Small Models and Inference Hardware in 2026

bradfa · January 5, 2026, 1:53pm

I expect in 2026 that more specialized small to medium sized (20-50B parameter) large language models will become a big deal, along with tooling to manage/leverage a quiver of small to medium sized models easily for different workflows (probably agentic or assisted coding first, then others).

In some quick tests with Mistral’s devstral-small-2 (Devstral Small 2 - Mistral AI | Mistral Docs), I’ve found it to not quite be as good as the SOTA (state of the art) massive sized models like Claude Sonnet 4.5, but with some hand holding it can do a good job. It’s also significantly cheaper and faster than SOTA models.

I also expect that some company will start selling 64 to 128GB inference hardware for around $2500 USD which when running small to medium sized models (like devstral-small-2) can perform prompt processing and token generation at speeds that rival current SOTA cloud API performance. The current Strix Halo and DGX Spark boxes are neat, but they cannot run inference on these medium sized models fast enough. NVIDIA’s RTX Pro 6000 has 96GB of RAM and can run inference for medium sized models quite well, but it currently costs upwards of $9000 USD. There’s a market opportunity here and I hope a few very capable companies might take aim at it.

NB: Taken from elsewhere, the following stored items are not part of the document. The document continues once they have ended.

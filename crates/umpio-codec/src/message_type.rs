//! UMP message types and packet sizing.

use serde::{Deserialize, Serialize};

use crate::error::{Error, Result};

/// Message type carried in the top nibble of a packet's first word.
///
/// Only the assigned types are represented; reserved nibbles (0x6-0xC, 0xE)
/// are rejected by [`MessageType::from_nibble`].
#[derive(Clone, Copy, Debug, PartialEq, Eq, Hash, Serialize, Deserialize)]
pub enum MessageType {
    /// NOOP, jitter-reduction clock and timestamps (32-bit)
    Utility,
    /// System common and real-time (32-bit)
    System,
    /// MIDI 1.0 channel voice (32-bit)
    Midi1ChannelVoice,
    /// SysEx7 (64-bit)
    Data64,
    /// MIDI 2.0 channel voice (64-bit)
    Midi2ChannelVoice,
    /// SysEx8 and mixed data sets (128-bit)
    Data128,
    /// Flex data (128-bit)
    FlexData,
    /// UMP stream / endpoint messages (128-bit)
    UmpStream,
}

impl MessageType {
    #[inline]
    pub const fn from_nibble(nibble: u8) -> Option<Self> {
        match nibble {
            0x0 => Some(Self::Utility),
            0x1 => Some(Self::System),
            0x2 => Some(Self::Midi1ChannelVoice),
            0x3 => Some(Self::Data64),
            0x4 => Some(Self::Midi2ChannelVoice),
            0x5 => Some(Self::Data128),
            0xD => Some(Self::FlexData),
            0xF => Some(Self::UmpStream),
            _ => None,
        }
    }

    #[inline]
    pub const fn from_word(first_word: u32) -> Option<Self> {
        Self::from_nibble((first_word >> 28) as u8)
    }

    #[inline]
    pub const fn nibble(self) -> u8 {
        match self {
            Self::Utility => 0x0,
            Self::System => 0x1,
            Self::Midi1ChannelVoice => 0x2,
            Self::Data64 => 0x3,
            Self::Midi2ChannelVoice => 0x4,
            Self::Data128 => 0x5,
            Self::FlexData => 0xD,
            Self::UmpStream => 0xF,
        }
    }

    /// Number of 32-bit words in a packet of this type.
    #[inline]
    pub const fn word_count(self) -> usize {
        match self {
            Self::Utility | Self::System | Self::Midi1ChannelVoice => 1,
            Self::Data64 | Self::Midi2ChannelVoice => 2,
            Self::Data128 | Self::FlexData | Self::UmpStream => 4,
        }
    }
}

/// Packet size in words for `first_word`.
///
/// Fails with [`Error::MalformedPacket`] when the message type is reserved.
pub fn word_count(first_word: u32) -> Result<usize> {
    MessageType::from_word(first_word)
        .map(MessageType::word_count)
        .ok_or_else(|| Error::malformed(first_word, "reserved message type"))
}

/// Size of any packet, reserved types included.
///
/// The UMP table fixes a size for every nibble so a receiver can skip
/// packets it does not understand without losing word alignment.
#[inline]
pub(crate) const fn framing_word_count(nibble: u8) -> usize {
    match nibble {
        0x0..=0x2 | 0x6 | 0x7 => 1,
        0x3 | 0x4 | 0x8..=0xA => 2,
        0xB | 0xC => 3,
        _ => 4,
    }
}

#[cfg(test)]
mod tests {
    use super::*;

    #[test]
    fn test_word_count_table() {
        let expected = [
            (0x0, 1),
            (0x1, 1),
            (0x2, 1),
            (0x3, 2),
            (0x4, 2),
            (0x5, 4),
            (0xD, 4),
            (0xF, 4),
        ];
        for (nibble, words) in expected {
            let first_word = (nibble as u32) << 28 | 0x00AB_CDEF;
            assert_eq!(word_count(first_word).unwrap(), words, "nibble {nibble:#x}");
        }
    }

    #[test]
    fn test_reserved_types_are_malformed() {
        for nibble in [0x6u32, 0x7, 0x8, 0x9, 0xA, 0xB, 0xC, 0xE] {
            let err = word_count(nibble << 28).unwrap_err();
            assert!(matches!(err, Error::MalformedPacket { .. }));
        }
    }

    #[test]
    fn test_nibble_roundtrip() {
        for nibble in 0u8..16 {
            if let Some(mt) = MessageType::from_nibble(nibble) {
                assert_eq!(mt.nibble(), nibble);
                assert_eq!(mt.word_count(), framing_word_count(nibble));
            }
        }
    }

    #[test]
    fn test_framing_covers_96_bit_reserved() {
        assert_eq!(framing_word_count(0xB), 3);
        assert_eq!(framing_word_count(0xC), 3);
        assert_eq!(framing_word_count(0xE), 4);
    }
}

The combination of these two things will be a very big deal for personal local LLM hosting and I expect this will also induce a rather large contraction in the planned data center build-out which has dominated tech news lately. A contraction in planned data center build-out should also resolve the RAM pricing situation, although such a contraction is likely to have financial ripple effects for memory fabricators, so this might take longer than this year to happen.

I’m excited to watch the AI space this year! I think some very interesting things will happen.

bradfa · February 26, 2026, 6:15pm

Alternatively, I’d love to see a subscription cloud inference company focused on just smaller (<50B parameter) models. Small models mean super fast inference (>200 tokens/sec) when run on even previous generation datacenter grade hardware. Older generation GPUs are going to be cheaper to rent/run/own because everyone is chasing the latest generation hardware.

A big advantage of small models would be that they’re easy and fast to swap out, moving a 30B parameter model from CPU RAM into GPU VRAM is probably a 1-2 second operation. So with a typical GPU inference server, it’s super quick and easy to shuffle the ratio of models that are hot in the GPUs as demand changes and then even less popular models can easily and quickly “swap in” if customers want to keep using them so model deprecation becomes less of a concern.

This isn’t as ideal as my local-first desire, but the financials of a monthly subscription might be a lot easier for a lot more people.